A contratação de Cristiano Ronaldo pelo “Fundo de Investimentos”, a famosa máquina de “sportswashing” de Riade, a troco de mais de 100 milhões de euros por época, não pode portanto ser vista como inverosímil. Lionel Messi, o grande derrotado de ontem, recebe um balúrdio apenas como “embaixador do turismo” saudita.
Eles vão insistir durante o tempo que for necessário com os seus potes de ouro negro como fizeram com o golfe através da orientação de Greg Norman, o famoso “the Shark”, espécie de ícone deste tubarão do deserto comendo o mundo do desporto - a oferta a Tiger Woods, mesmo coxo e velho, já vai nos 750 milhões de dólares.
Estive uma vez durante duas semanas na capital saudita, no pós Guerra do Golfo, a cobrir uma das primeiras Taças das Confederações, com a Dinamarca dos manos Laudrup campeã europeia e, curiosamente, a Argentina de Passarella, campeã sul-americana. Quinze dias com todos os estrangeiros enclausurados num hotel de luxo francês e no estádio monumental do Rei Fahad, espécie de templo de mármore de Carrara no meio do deserto, vendo a CNN com cortes e lendo jornais europeus com três dias de atraso e censurados com graxa preta ou páginas rasgadas, a segregação das mulheres e o exacerbado culto religioso, numa cidade de arquitectura espectacular mas árida e sem vivalma. A Arábia Saudita ficou como o único país do mundo a que eu não gostaria de regressar, pois aquilo era a Idade Média transportada para um cenário futurista de Hollywood, completamente anacrónico, um atraso de vida quando comparada à ocidentalização dos minúsculos vizinhos, Kuwait, Barhein, Catar ou Emirados.

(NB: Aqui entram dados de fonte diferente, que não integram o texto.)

//! Syntax classification for milo.
//!
//! Classifies each rendered cell of a row into a semantic highlight token
//! with a single left-to-right scan. Block comments propagate across rows
//! through a per-row "still open" flag; the buffer drives that cascade.
//! Mapping tokens to terminal colors is the renderer's business, not ours.

mod profile;

pub use profile::{syntax_for_path, Syntax, SYNTAXES};

/// Semantic classification of one rendered cell.
#[derive(Debug, Clone, Copy, PartialEq, Eq, Default)]
pub enum Highlight {
    #[default]
    Normal,
    Comment,
    MultilineComment,
    String,
    Number,
    /// Primary keyword class (control flow, declarations).
    Keyword,
    /// Secondary keyword class (type names).
    Type,
    /// Search match overlay, never produced by the scanner itself.
    Match,
}

/// Token boundary characters: whitespace, NUL and a fixed punctuation set.
pub fn is_separator(byte: u8) -> bool {
    byte.is_ascii_whitespace() || byte == 0 || b",.()+-/*=~%<>[];".contains(&byte)
}

/// Classify one rendered row.
///
/// `prev_open_comment` is the previous row's continuation flag (false for
/// the first row). Returns the per-cell classification and whether this row
/// ends inside an unterminated block comment.
pub fn highlight_line(
    render: &[u8],
    syntax: Option<&Syntax>,
    prev_open_comment: bool,
) -> (Vec<Highlight>, bool) {
    let mut hl = vec![Highlight::Normal; render.len()];

    let Some(syntax) = syntax else {
        return (hl, false);
    };

    let scs = syntax.line_comment.as_bytes();
    let (mcs, mce) = match syntax.block_comment {
        Some((start, end)) => (start.as_bytes(), end.as_bytes()),
        None => (&[][..], &[][..]),
    };

    let mut prev_sep = true;
    let mut in_string: Option<u8> = None;
    let mut in_comment = prev_open_comment;

    let mut i = 0;
    while i < render.len() {
        let c = render[i];
        let prev_hl = if i > 0 { hl[i - 1] } else { Highlight::Normal };

        // Line comments win unless we are inside a string or block comment.
        if !scs.is_empty() && in_string.is_none() && !in_comment && render[i..].starts_with(scs) {
            for cell in &mut hl[i..] {
                *cell = Highlight::Comment;
            }
            break;
        }

        if !mcs.is_empty() && !mce.is_empty() && in_string.is_none() {
            if in_comment {
                if render[i..].starts_with(mce) {
                    for cell in &mut hl[i..i + mce.len()] {
                        *cell = Highlight::MultilineComment;
                    }
                    i += mce.len();
                    in_comment = false;
                    prev_sep = true;
                } else {
                    hl[i] = Highlight::MultilineComment;
                    i += 1;
                }
                continue;
            } else if render[i..].starts_with(mcs) {
                for cell in &mut hl[i..i + mcs.len()] {
                    *cell = Highlight::MultilineComment;
                }
                i += mcs.len();
                in_comment = true;
                continue;
            }
        }

        if syntax.highlight_strings {
            if let Some(quote) = in_string {
                hl[i] = Highlight::String;
                // A backslash escapes the next character.
                if c == b'\\' && i + 1 < render.len() {
                    hl[i + 1] = Highlight::String;
                    i += 2;
                    continue;
                }
                if c == quote {
                    in_string = None;
                }
                i += 1;
                prev_sep = true;
                continue;
            } else if c == b'"' || c == b'\'' {
                in_string = Some(c);
                hl[i] = Highlight::String;
                i += 1;
                continue;
            }
        }

        if syntax.highlight_numbers
            && ((c.is_ascii_digit() && (prev_sep || prev_hl == Highlight::Number))
                || (c == b'.' && prev_hl == Highlight::Number))
        {
            hl[i] = Highlight::Number;
            i += 1;
            prev_sep = false;
            continue;
        }

        // Keywords only start at a token boundary.
        if prev_sep {
            let mut matched = false;
            for keyword in syntax.keywords {
                let (word, class) = match keyword.strip_suffix('|') {
                    Some(word) => (word.as_bytes(), Highlight::Type),
                    None => (keyword.as_bytes(), Highlight::Keyword),
                };
                let after = i + word.len();
                // End of row counts as a boundary, like the original's NUL.
                let boundary = render.get(after).copied().map_or(true, is_separator);
                if render[i..].starts_with(word) && boundary {
                    for cell in &mut hl[i..after] {
                        *cell = class;
                    }
                    i = after;
                    matched = true;
                    break;
                }
            }
            if matched {
                prev_sep = false;
                continue;
            }
        }

        prev_sep = is_separator(c);
        i += 1;
    }

    (hl, in_comment)
}
impl Buffer {
    /// Create a new empty buffer.
    pub fn new(tab_stop: usize) -> Self {
        Self {
            rows: Vec::new(),
            dirty: false,
            path: None,
            syntax: None,
            tab_stop: tab_stop.max(1),
        }
    }

    /// Load a file. Trailing carriage returns are stripped per line; the
    /// line feed itself is the separator and is not stored.
    pub fn from_file<P: AsRef<Path>>(path: P, tab_stop: usize) -> Result<Self> {
        let path = path.as_ref();
        let data = std::fs::read(path)
            .with_context(|| format!("Failed to read file: {}", path.display()))?;

        let mut buffer = Self::new(tab_stop);
        buffer.path = Some(path.to_path_buf());
        buffer.syntax = syntax_for_path(path);

        if !data.is_empty() {
            let mut pieces: Vec<&[u8]> = data.split(|&b| b == b'\n').collect();
            if data.ends_with(b"\n") {
                pieces.pop();
            }
            for piece in pieces {
                let mut line = piece.to_vec();
                while line.last() == Some(&b'\r') {
                    line.pop();
                }
                buffer.rows.push(Row::new(line));
            }
            buffer.rehighlight_all();
        }

        buffer.dirty = false;
        Ok(buffer)
    }

    /// Serialize all rows, each followed by a single line feed.
    pub fn contents(&self) -> Vec<u8> {
        let mut out = Vec::new();
        for row in &self.rows {
            out.extend_from_slice(row.chars());
            out.push(b'\n');
        }
        out
    }

    /// Save to the buffer's path. Returns the number of bytes written.
    pub fn save(&mut self) -> Result<usize> {
        let path = self
            .path
            .clone()
            .context("No file path set for this buffer")?;
        self.save_to(&path)
    }

    /// Save to a specific path, adopting it as the buffer's path and
    /// re-selecting the language profile from it.
    pub fn save_as<P: AsRef<Path>>(&mut self, path: P) -> Result<usize> {
        let path = path.as_ref().to_path_buf();
        let written = self.save_to(&path)?;
        self.path = Some(path);
        self.select_syntax();
        Ok(written)
    }

    fn save_to(&mut self, path: &Path) -> Result<usize> {
        let contents = self.contents();
        std::fs::write(path, &contents)
            .with_context(|| format!("Failed to write file: {}", path.display()))?;
        self.dirty = false;
        Ok(contents.len())
    }

    pub fn path(&self) -> Option<&Path> {
        self.path.as_deref()
    }

    pub fn file_name(&self) -> Option<&str> {
        self.path
            .as_ref()
            .and_then(|p| p.file_name())
            .and_then(|n| n.to_str())
    }

    pub fn syntax(&self) -> Option<&'static Syntax> {
        self.syntax
    }

    pub fn tab_stop(&self) -> usize {
        self.tab_stop
    }

    pub fn is_dirty(&self) -> bool {
        self.dirty
    }

    /// Number of rows.
    pub fn len(&self) -> usize {
        self.rows.len()
    }

    pub fn is_empty(&self) -> bool {
        self.rows.is_empty()
    }

    pub fn row(&self, at: usize) -> Option<&Row> {
        self.rows.get(at)
    }

    /// Raw length of a row, 0 when out of range.
    pub fn line_len(&self, line: usize) -> usize {
        self.rows.get(line).map_or(0, Row::len)
    }

    /// Re-select the language profile from the current path and recompute
    /// every row's classification.
    pub fn select_syntax(&mut self) {
        self.syntax = self.path.as_deref().and_then(syntax_for_path);
        self.rehighlight_all();
    }

    fn rehighlight_all(&mut self) {
        for i in 0..self.rows.len() {
            let prev = i
                .checked_sub(1)
                .map_or(false, |p| self.rows[p].open_comment());
            self.rows[i].update_render(self.tab_stop);
            self.rows[i].update_highlight(self.syntax, prev);
        }
    }

    /// Recompute one row's rendering and highlight, then cascade forward.
    fn touch_row(&mut self, at: usize) {
        if at < self.rows.len() {
            self.rows[at].update_render(self.tab_stop);
        }
        self.cascade_from(at);
    }

    /// Forward highlight cascade: recompute rows until one's open-comment
    /// flag comes out unchanged. An unterminated comment spanning the whole
    /// file walks every row exactly once.
    fn cascade_from(&mut self, mut at: usize) {
        while at < self.rows.len() {
            let prev = at
                .checked_sub(1)
                .map_or(false, |p| self.rows[p].open_comment());
            let changed = self.rows[at].update_highlight(self.syntax, prev);
            if !changed {
                break;
            }
            at += 1;
        }
    }

    /// Insert a row at the given index. Out of range is a no-op.
    pub fn insert_row(&mut self, at: usize, text: &[u8]) {
        if at > self.rows.len() {
            return;
        }
        self.rows.insert(at, Row::new(text.to_vec()));
        self.touch_row(at);
        self.dirty = true;
    }

    /// Delete the row at the given index and reclassify what moved up.
    pub fn delete_row(&mut self, at: usize) {
        if at >= self.rows.len() {
            return;
        }
        self.rows.remove(at);
        // The row now at `at` has a new predecessor.
        self.cascade_from(at);
        self.dirty = true;
    }

    /// Insert one byte into a row. A cursor line equal to the row count
    /// means "append a fresh row first".
    pub fn insert_char(&mut self, line: usize, col: usize, b: u8) {
        if line >= self.rows.len() {
            self.rows.push(Row::new(Vec::new()));
        }
        let line = line.min(self.rows.len() - 1);
        self.rows[line].insert_byte(col, b);
        self.touch_row(line);
        self.dirty = true;
    }

    /// Delete the byte at the given position. Out of range is a no-op.
    pub fn delete_char(&mut self, line: usize, col: usize) {
        let Some(row) = self.rows.get_mut(line) else {
            return;
        };
        if col >= row.len() {
            return;
        }
        row.delete_byte(col);
        self.touch_row(line);
        self.dirty = true;
    }

    /// Append bytes to the end of a row.
    pub fn append_to_row(&mut self, line: usize, suffix: &[u8]) {
        let Some(row) = self.rows.get_mut(line) else {
            return;
        };
        row.append(suffix);
        self.touch_row(line);
        self.dirty = true;
    }

    /// Split a row at a column: everything from the column onward moves to a
    /// new row inserted right after it.
    pub fn split_row(&mut self, line: usize, col: usize) {
        if line >= self.rows.len() {
            self.insert_row(self.rows.len(), &[]);
            return;
        }
        let col = col.min(self.rows[line].len());
        let tail: Vec<u8> = self.rows[line].chars()[col..].to_vec();
        self.rows[line].truncate(col);
        self.insert_row(line + 1, &tail);
        self.touch_row(line);
        self.dirty = true;
    }

    /// Join the next row onto this one.
    pub fn join_row(&mut self, line: usize) {
        if line + 1 >= self.rows.len() {
            return;
        }
        let next: Vec<u8> = self.rows[line + 1].chars().to_vec();
        self.rows[line].append(&next);
        self.rows.remove(line + 1);
        self.touch_row(line);
        self.dirty = true;
    }

    /// Selected text, rows separated by a line feed. Tail column inclusive.
    pub fn selection_text(&self, sel: &Selection) -> String {
        if self.rows.is_empty() {
            return String::new();
        }
        let canon = sel.canonical();
        let max = self.rows.len() - 1;
        let (start, end) = (canon.anchor, canon.active);
        let start_line = start.line.min(max);
        let end_line = end.line.min(max);
        let start_col = start.column.min(self.rows[start_line].len());
        let end_take = end.column.saturating_add(1).min(self.rows[end_line].len());

        if start_line == end_line {
            let row = self.rows[start_line].chars();
            let end_take = end_take.max(start_col);
            return String::from_utf8_lossy(&row[start_col..end_take]).into_owned();
        }

        let mut out = Vec::new();
        out.extend_from_slice(&self.rows[start_line].chars()[start_col..]);
        out.push(b'\n');
        for row in &self.rows[start_line + 1..end_line] {
            out.extend_from_slice(row.chars());
            out.push(b'\n');
        }
        out.extend_from_slice(&self.rows[end_line].chars()[..end_take]);
        String::from_utf8_lossy(&out).into_owned()
    }

    /// Delete a selected range: the head row's prefix is spliced with the
    /// tail row's suffix into one row at the head position, interior rows
    /// are removed, and the cursor lands on the join point.
    pub fn delete_selection(&mut self, sel: &Selection) -> Cursor {
        if self.rows.is_empty() {
            return Cursor::new();
        }
        let canon = sel.canonical();
        let max = self.rows.len() - 1;
        let start_line = canon.anchor.line.min(max);
        let end_line = canon.active.line.min(max);
        let start_col = canon.anchor.column.min(self.rows[start_line].len());
        let suffix_from = canon
            .active
            .column
            .saturating_add(1)
            .min(self.rows[end_line].len());
        let suffix_from = if start_line == end_line {
            suffix_from.max(start_col)
        } else {
            suffix_from
        };

        let suffix: Vec<u8> = self.rows[end_line].chars()[suffix_from..].to_vec();
        self.rows[start_line].splice_tail(start_col, &suffix);
        if end_line > start_line {
            self.rows.drain(start_line + 1..=end_line);
        }
        self.touch_row(start_line);
        self.dirty = true;
        Cursor::at(start_line, start_col)
    }

    /// Copy of a row's highlight array, for the search overlay.
    pub fn snapshot_highlight(&self, line: usize) -> Option<Vec<Highlight>> {
        self.rows.get(line).map(|r| r.highlight().to_vec())
    }

    /// Restore a previously saved highlight array verbatim. Ignored when
    /// the row changed shape in the meantime.
    pub fn restore_highlight(&mut self, line: usize, highlight: Vec<Highlight>) {
        if let Some(row) = self.rows.get_mut(line) {
            row.set_highlight(highlight);
        }
    }

    /// Overwrite a rendered span with the match classification.
    pub fn overlay_match(&mut self, line: usize, start: usize, len: usize) {
        if let Some(row) = self.rows.get_mut(line) {
            row.overlay(start, len, Highlight::Match);
        }
    }
}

Mas agora ouço muita gente dizer que está a abrir-se ao Mundo, que tudo vem mudando e que até as mulheres têm ginásios para praticar desporto a recato dos mirones, podem conduzir um carro ou ver um espectáculo sem um tutor masculino.
Se em Casablanca, a Meca do ocidente, já é possível um católico visitar a Grande Mesquita, construída pelos sauditas à beira do Atlântico, até o turismo de “infiéis” na cidade santa eu admito como possível, algures neste século, com a quebra dos rendimentos dos combustíveis fósseis obrigando os árabes a descobrir o petróleo da centralidade política.
O Rei decretou dia feriado pela vitória sobre a Argentina, a assinalar o nascimento da era do futebol a.C. É evidente que o mundo do desporto profissional, como o do golfe e o da Fórmula 1, nunca mais será o mesmo.